Der traditionsreiche Wikingerverein Opinn Skjold e.V. altnordisch für offener Schild, gilt als der älteste Wikingerverein Deutschlands, gegründet 1978 von einer Gruppe um Harm Paulsen.

Als einer der Vorreiter im Bereich der experimentellen Archäologie widmet sich der Verein der praxisnahen Erforschung und Darstellung des Wikingerlebens aus der Idee heraus, Wikingertechniken nicht nur zu lesen, sondern selbst auszuprobieren, und stellt Kleidung sowie Ausrüstung originalgetreu her und erforscht durch Nachbau alter Techniken den Alltag der Wikinger, eng verbunden mit dem Wikinger Museum Haithabu und dem Dannewerk.

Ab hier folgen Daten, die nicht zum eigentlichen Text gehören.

//! wellscope - session core for a well-log analysis dashboard
//!
//! This library keeps one dashboard session consistent against a well-log
//! backend and persists it locally so the next start picks up where the
//! last one left off.
//!
//! # Architecture
//!
//! The library is organized into the following modules:
//!
//! - `api`: Backend wire types, the `WellApi` trait and its reqwest client
//! - `storage`: Best-effort JSON persistence over a quota-bounded store
//! - `session`: Selection, well session controller, restoration, activity log, toasts
//! - `chat`: Per-well chat bound to the dashboard context
//! - `dashboard`: The application shell wiring everything together
//! - `config`: Configuration management and validation
//! - `error`: Error types and result aliases
//! - `cli`: Command-line interface definition
//!
//! # Example
//!
//! ```no_run
//! use std::sync::Arc;
//! use wellscope::api::HttpWellApi;
//! use wellscope::storage::MemoryStore;
//! use wellscope::{Config, Dashboard};
//!
//! #[tokio::main]
//! async fn main() -> anyhow::Result<()> {
//!     let config = Config::load("config/wellscope.yaml", &Default::default())?;
//!     config.validate()?;
//!
//!     let api = Arc::new(HttpWellApi::new(&config.api)?);
//!     let store = Arc::new(MemoryStore::new(config.storage.quota_bytes));
//!     let mut dashboard = Dashboard::open(api, store, &config.chat);
//!     dashboard.start().await;
//!     Ok(())
//! }
//! ```

pub mod api;
pub mod chat;
pub mod cli;
pub mod commands;
pub mod config;
pub mod dashboard;
pub mod error;
pub mod logging;
pub mod session;
pub mod storage;

// Re-export commonly used types
pub use api::{HttpWellApi, WellApi};
pub use config::Config;
pub use dashboard::Dashboard;
pub use error::{Result, WellscopeError};
pub use session::WellSessionController;
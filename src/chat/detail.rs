//! Chat detail level
//!
//! A 1-5 knob controlling how verbose the assistant's answers are. Any input
//! is accepted and snapped to a valid level.

use serde::{Deserialize, Deserializer, Serialize};
use serde_json::Value;
use std::fmt;

/// Verbosity requested from the assistant, always within `1..=5`
#[derive(Debug, Clone, Copy, PartialEq, Eq, PartialOrd, Ord, Hash, Serialize)]
#[serde(transparent)]
pub struct DetailLevel(u8);

impl DetailLevel {
    pub const MIN: u8 = 1;
    pub const MAX: u8 = 5;
    pub const DEFAULT: u8 = 3;

    /// Level from any integer, clamped into range
    pub fn new(level: i64) -> Self {
        Self(level.clamp(Self::MIN as i64, Self::MAX as i64) as u8)
    }

    /// Round, then clamp; NaN gives the default
    ///
    /// # Examples
    ///
    /// ```
    /// use wellscope::chat::DetailLevel;
    ///
    /// assert_eq!(DetailLevel::from_f64(0.0).get(), 1);
    /// assert_eq!(DetailLevel::from_f64(7.0).get(), 5);
    /// assert_eq!(DetailLevel::from_f64(3.6).get(), 4);
    /// ```
    pub fn from_f64(raw: f64) -> Self {
        if raw.is_nan() {
            return Self::default();
        }
        let rounded = raw.round().clamp(Self::MIN as f64, Self::MAX as f64);
        Self(rounded as u8)
    }

    /// Parse user input; anything non-numeric gives the default
    ///
    /// # Examples
    ///
    /// ```
    /// use wellscope::chat::DetailLevel;
    ///
    /// assert_eq!(DetailLevel::parse_str("abc").get(), 3);
    /// assert_eq!(DetailLevel::parse_str(" 2 ").get(), 2);
    /// ```
    pub fn parse_str(raw: &str) -> Self {
        match raw.trim().parse::<f64>() {
            Ok(value) => Self::from_f64(value),
            Err(_) => Self::default(),
        }
    }

    pub fn get(self) -> u8 {
        self.0
    }
}

impl Default for DetailLevel {
    fn default() -> Self {
        Self(Self::DEFAULT)
    }
}

impl fmt::Display for DetailLevel {
    fn fmt(&self, f: &mut fmt::Formatter<'_>) -> fmt::Result {
        write!(f, "{}", self.0)
    }
}

impl<'de> Deserialize<'de> for DetailLevel {
    fn deserialize<D>(deserializer: D) -> Result<Self, D::Error>
    where
        D: Deserializer<'de>,
    {
        Ok(match Value::deserialize(deserializer)? {
            Value::Number(n) => n.as_f64().map(Self::from_f64).unwrap_or_default(),
            Value::String(s) => Self::parse_str(&s),
            _ => Self::default(),
        })
    }
}

#[cfg(test)]
mod tests {
    use super::*;
    use serde_json::json;

    #[test]
    fn test_snaps_inputs_to_valid_levels() {
        assert_eq!(DetailLevel::parse_str("0").get(), 1);
        assert_eq!(DetailLevel::parse_str("7").get(), 5);
        assert_eq!(DetailLevel::parse_str("abc").get(), 3);
        assert_eq!(DetailLevel::parse_str("3.6").get(), 4);
    }

    #[test]
    fn test_non_finite_inputs() {
        assert_eq!(DetailLevel::from_f64(f64::NAN).get(), 3);
        assert_eq!(DetailLevel::from_f64(f64::INFINITY).get(), 5);
        assert_eq!(DetailLevel::from_f64(f64::NEG_INFINITY).get(), 1);
        assert_eq!(DetailLevel::parse_str("").get(), 3);
    }

    #[test]
    fn test_new_clamps() {
        assert_eq!(DetailLevel::new(-4).get(), 1);
        assert_eq!(DetailLevel::new(400).get(), 5);
    }

    #[test]
    fn test_lenient_deserialize() {
        let level: DetailLevel = serde_json::from_value(json!(4.4)).unwrap();
        assert_eq!(level.get(), 4);
        let level: DetailLevel = serde_json::from_value(json!("9")).unwrap();
        assert_eq!(level.get(), 5);
        let level: DetailLevel = serde_json::from_value(json!(null)).unwrap();
        assert_eq!(level.get(), 3);
        assert_eq!(serde_json::to_value(DetailLevel::new(2)).unwrap(), json!(2));
    }
}
//! Dashboard session state
//!
//! - `selection`: curve, depth window and tab selection
//! - `controller`: the well session state machine
//! - `restore`: one-shot restoration of the previous session
//! - `snapshot`: the persisted shape of the session
//! - `activity` / `toast`: user-facing feedback

pub mod activity;
pub mod controller;
pub mod restore;
pub mod selection;
pub mod snapshot;
pub mod toast;

pub use activity::{ActivityEntry, ActivityKind, ActivityLog};
pub use controller::{ClearSummary, RestoreRequest, SelectMode, SelectOptions, WellSessionController};
pub use restore::{RestoreOutcome, RestorePhase, SessionRestorer};
pub use selection::{DepthBounds, DepthEdit, SelectionState, Tab};
pub use snapshot::UiSessionSnapshot;
pub use toast::{Toast, ToastKind, ToastNotifier};
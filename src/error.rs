//! Error types for Wellscope
//!
//! This module defines the error taxonomy used throughout the session core,
//! using `thiserror` for ergonomic error handling.

use thiserror::Error;

/// Main error type for Wellscope operations
///
/// Covers configuration loading, backend REST calls, local session storage
/// and input validation.
#[derive(Error, Debug)]
pub enum WellscopeError {
    /// Configuration-related errors
    #[error("Configuration error: {0}")]
    Config(String),

    /// The backend answered with a non-success status
    #[error("Backend error {status}: {detail}")]
    Api {
        /// HTTP status code returned by the backend
        status: u16,
        /// The backend `detail` message, or the raw body when absent
        detail: String,
    },

    /// The request never produced a backend answer (connect, timeout, decode)
    #[error("Transport error: {0}")]
    Transport(String),

    /// Local session store errors
    #[error("Storage error: {0}")]
    Storage(String),

    /// A write would push the local store over its byte quota
    #[error("Storage quota exceeded: needed={needed}, quota={quota}")]
    QuotaExceeded {
        /// Total bytes the store would hold after the write
        needed: usize,
        /// Configured quota in bytes
        quota: usize,
    },

    /// Rejected user or caller input
    #[error("Validation error: {0}")]
    Validation(String),

    /// IO errors
    #[error("IO error: {0}")]
    Io(#[from] std::io::Error),

    /// YAML parsing errors
    #[error("YAML error: {0}")]
    Yaml(#[from] serde_yaml::Error),

    /// HTTP request errors
    #[error("HTTP error: {0}")]
    Http(#[from] reqwest::Error),
}

impl WellscopeError {
    /// Text suitable for a toast: the backend's own detail when there is one
    pub fn user_message(&self) -> String {
        match self {
            Self::Api { detail, .. } if !detail.is_empty() => detail.clone(),
            Self::Api { status, .. } => format!("Request failed with status {}", status),
            Self::Transport(msg) | Self::Validation(msg) => msg.clone(),
            other => other.to_string(),
        }
    }
}

/// Result type alias for Wellscope operations
///
/// Uses `anyhow::Error` so call sites can attach context while the
/// underlying [`WellscopeError`] stays recoverable via downcasting.
pub type Result<T> = anyhow::Result<T>;

/// Toast text for any error produced by this crate
pub fn user_message_of(err: &anyhow::Error) -> String {
    match err.downcast_ref::<WellscopeError>() {
        Some(e) => e.user_message(),
        None => err.to_string(),
    }
}
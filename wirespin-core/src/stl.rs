/// STL file parser for binary and ASCII formats
use nalgebra::Point3;
use nom::{
    bytes::complete::{tag, take},
    character::complete::{multispace0, multispace1, not_line_ending},
    combinator::opt,
    multi::{count, many0},
    number::complete::{double, le_f32, le_u16, le_u32},
    sequence::{preceded, tuple},
    IResult,
};
use std::fs;
use std::path::Path;
use tracing::{debug, info};

use crate::error::{Error, Result};
use crate::geometry::{Model, Triangle};

const HEADER_LEN: usize = 80;
const FACET_LEN: usize = 50;

/// Parse a binary STL file
///
/// Layout: 80-byte header, little-endian `u32` triangle count, then per
/// triangle a normal, three vertices (all `f32` triples) and a `u16`
/// attribute count. Normals and attributes are discarded.
pub fn parse_binary_stl(data: &[u8]) -> Result<Model> {
    if data.len() < HEADER_LEN + 4 {
        return Err(Error::StlTooShort(data.len()));
    }

    let (body, triangle_count) = binary_header(data)
        .map_err(|_| Error::StlTooShort(data.len()))?;
    let triangle_count = triangle_count as usize;

    let available = body.len() / FACET_LEN;
    if available < triangle_count {
        return Err(Error::StlTruncated {
            expected: triangle_count,
            found: available,
        });
    }

    let (_, triangles) = count(binary_facet, triangle_count)(body).map_err(|_| {
        Error::StlTruncated {
            expected: triangle_count,
            found: available,
        }
    })?;

    let mut model = Model::with_capacity(triangles.len());
    for triangle in triangles {
        model.add_triangle(triangle);
    }
    Ok(model)
}

fn binary_header(input: &[u8]) -> IResult<&[u8], u32> {
    preceded(take(HEADER_LEN), le_u32)(input)
}

fn binary_facet(input: &[u8]) -> IResult<&[u8], Triangle> {
    let (input, _normal) = binary_vector3(input)?;
    let (input, (v1, v2, v3)) = tuple((binary_vector3, binary_vector3, binary_vector3))(input)?;
    let (input, _attributes) = le_u16(input)?;
    Ok((input, Triangle::new(v1, v2, v3)))
}

fn binary_vector3(input: &[u8]) -> IResult<&[u8], Point3<f64>> {
    let (input, (x, y, z)) = tuple((le_f32, le_f32, le_f32))(input)?;
    Ok((input, Point3::new(x as f64, y as f64, z as f64)))
}

/// Parse an ASCII STL file
pub fn parse_ascii_stl(input: &str) -> Result<Model> {
    match ascii_solid(input) {
        Ok((_, model)) => Ok(model),
        Err(e) => Err(Error::StlAscii(format!("{:?}", e))),
    }
}

fn ascii_solid(input: &str) -> IResult<&str, Model> {
    let (input, _) = preceded(multispace0, tag("solid"))(input)?;
    let (input, _name) = not_line_ending(input)?;
    let (input, triangles) = many0(ascii_facet)(input)?;
    let (input, _) = preceded(multispace0, tag("endsolid"))(input)?;
    let (input, _) = opt(not_line_ending)(input)?;

    let mut model = Model::with_capacity(triangles.len());
    for triangle in triangles {
        model.add_triangle(triangle);
    }

    Ok((input, model))
}

fn ascii_facet(input: &str) -> IResult<&str, Triangle> {
    let (input, _) = preceded(multispace0, tag("facet"))(input)?;
    let (input, _) = preceded(multispace1, tag("normal"))(input)?;
    let (input, _normal) = ascii_vector3(input)?;
    let (input, _) = preceded(multispace0, tag("outer"))(input)?;
    let (input, _) = preceded(multispace1, tag("loop"))(input)?;
    let (input, v1) = ascii_vertex(input)?;
    let (input, v2) = ascii_vertex(input)?;
    let (input, v3) = ascii_vertex(input)?;
    let (input, _) = preceded(multispace0, tag("endloop"))(input)?;
    let (input, _) = preceded(multispace0, tag("endfacet"))(input)?;

    Ok((input, Triangle::new(v1, v2, v3)))
}

fn ascii_vertex(input: &str) -> IResult<&str, Point3<f64>> {
    preceded(multispace0, preceded(tag("vertex"), ascii_vector3))(input)
}

fn ascii_vector3(input: &str) -> IResult<&str, Point3<f64>> {
    let (input, _) = multispace0(input)?;
    let (input, x) = double(input)?;
    let (input, _) = multispace1(input)?;
    let (input, y) = double(input)?;
    let (input, _) = multispace1(input)?;
    let (input, z) = double(input)?;
    Ok((input, Point3::new(x, y, z)))
}

/// Detect and parse STL data (binary or ASCII)
///
/// Data starting with `solid` is tried as ASCII first; binary files are
/// allowed to start with that word too, so a failed ASCII parse falls back
/// to binary. When both fail the ASCII error is reported.
pub fn parse_stl(data: &[u8]) -> Result<Model> {
    if data.starts_with(b"solid") {
        if let Ok(text) = std::str::from_utf8(data) {
            let ascii_err = match parse_ascii_stl(text) {
                Ok(model) => return Ok(model),
                Err(e) => e,
            };
            debug!(error = %ascii_err, "ASCII STL parse failed, trying binary");
            return parse_binary_stl(data).map_err(|_| ascii_err);
        }
    }

    parse_binary_stl(data)
}

/// Read and parse an STL file from disk
pub fn load_stl(path: impl AsRef<Path>) -> Result<Model> {
    let path = path.as_ref();
    let data = fs::read(path).map_err(|source| Error::Io {
        path: path.to_path_buf(),
        source,
    })?;

    let model = parse_stl(&data)?;
    info!(
        path = %path.display(),
        triangles = model.triangle_count(),
        "loaded STL model"
    );
    Ok(model)
}

#[cfg(test)]
mod tests {
    use super::*;

    fn binary_stl(triangles: &[[[f32; 3]; 3]]) -> Vec<u8> {
        let mut data = vec![0u8; HEADER_LEN];
        data.extend_from_slice(&(triangles.len() as u32).to_le_bytes());
        for triangle in triangles {
            for value in [0.0f32, 0.0, 1.0] {
                data.extend_from_slice(&value.to_le_bytes());
            }
            for vertex in triangle {
                for value in vertex {
                    data.extend_from_slice(&value.to_le_bytes());
                }
            }
            data.extend_from_slice(&0u16.to_le_bytes());
        }
        data
    }

    const ASCII_CUBE_FACE: &str = "solid face
  facet normal 0 0 1
    outer loop
      vertex -1 -1 1
      vertex 1 -1 1
      vertex 1 1 1
    endloop
  endfacet
  facet normal 0 0 1
    outer loop
      vertex -1.0 -1.0 1.0
      vertex 1.0 1.0 1.0
      vertex -1.0 1.0 1.5e0
    endloop
  endfacet
endsolid face
";

    #[test]
    fn test_parse_binary_header() {
        let mut data = vec![0u8; 84];
        // Set triangle count to 0
        data[80..84].copy_from_slice(&0u32.to_le_bytes());

        let result = parse_binary_stl(&data);
        assert!(result.is_ok());
        let model = result.unwrap();
        assert_eq!(model.triangle_count(), 0);
    }

    #[test]
    fn test_parse_binary_triangles() {
        let data = binary_stl(&[
            [[1.0, 2.0, 3.0], [4.0, 5.0, 6.0], [7.0, 8.0, 9.0]],
            [[-1.0, -2.0, -3.0], [0.5, 0.25, 0.0], [10.0, 0.0, 0.0]],
        ]);
        let model = parse_stl(&data).unwrap();
        assert_eq!(model.triangle_count(), 2);
        assert_eq!(model.vertices()[0], Point3::new(1.0, 2.0, 3.0));
        assert_eq!(model.vertices()[4], Point3::new(0.5, 0.25, 0.0));
        assert_eq!(model.vertices()[5], Point3::new(10.0, 0.0, 0.0));
    }

    #[test]
    fn test_binary_too_short() {
        assert!(matches!(
            parse_binary_stl(&[0u8; 10]),
            Err(Error::StlTooShort(10))
        ));
    }

    #[test]
    fn test_binary_truncated() {
        let mut data = binary_stl(&[[[0.0; 3]; 3], [[1.0; 3]; 3]]);
        data.truncate(data.len() - 10);
        assert!(matches!(
            parse_binary_stl(&data),
            Err(Error::StlTruncated {
                expected: 2,
                found: 1
            })
        ));
    }

    #[test]
    fn test_parse_ascii() {
        let model = parse_stl(ASCII_CUBE_FACE.as_bytes()).unwrap();
        assert_eq!(model.triangle_count(), 2);
        assert_eq!(model.vertices()[1], Point3::new(1.0, -1.0, 1.0));
        assert_eq!(model.vertices()[5], Point3::new(-1.0, 1.0, 1.5));
    }

    #[test]
    fn test_binary_with_solid_header() {
        let mut data = binary_stl(&[[[1.0, 0.0, 0.0], [0.0, 1.0, 0.0], [0.0, 0.0, 1.0]]]);
        data[..5].copy_from_slice(b"solid");
        let model = parse_stl(&data).unwrap();
        assert_eq!(model.triangle_count(), 1);
    }

    #[test]
    fn test_broken_ascii_reports_ascii_error() {
        let text = "solid broken\n  facet normal 0 0 1\n    outer loop\n      vertex 1 2\n";
        assert!(matches!(parse_stl(text.as_bytes()), Err(Error::StlAscii(_))));
    }

    #[test]
    fn test_load_missing_file() {
        let err = load_stl("definitely/not/here.stl").unwrap_err();
        assert!(matches!(err, Error::Io { .. }));
        assert!(err.to_string().contains("here.stl"));
    }
}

Die Mitglieder von Opinn Skjold streben danach, Handwerk, Alltag und Kampftechniken der Wikingerzeit so originalgetreu wie möglich zu rekonstruieren, und sind bekannt für ihre Präsenz in Haithabu und Mitwirkungen an Projekten wie dem Wikingerbootsbau, mit dem Segeltörns auf der Schlei und Ostsee unternommen werden.
Ein prägendes Mitglied der Gruppe ist der Archäotechniker Harm Paulsen, der überregional als Experte für steinzeitliche und frühmittelalterliche Techniken gilt und maßgeblich zur Bekanntheit des Vereins beitrug.
Opinn Skjold gilt als eine der erfahrenen Gruppen, die über Jahrzehnte historisches Wissen durch praktisches Experimentieren vertieft haben und sind gefragte Experten in der experimentellen Archäologie.
Der Verein schlägt regelmäßig Lager in Museen wie dem Archäologischen Freilichtmuseum Groß Raden, Ribe oder bei den Wikinger Häusern Haithabu auf. Gezeigt werden Techniken wie Nadelbinden, Leder, Knochen, Bernstein- und Holzbearbeitung sowie Bogenbau und Bogenschießen.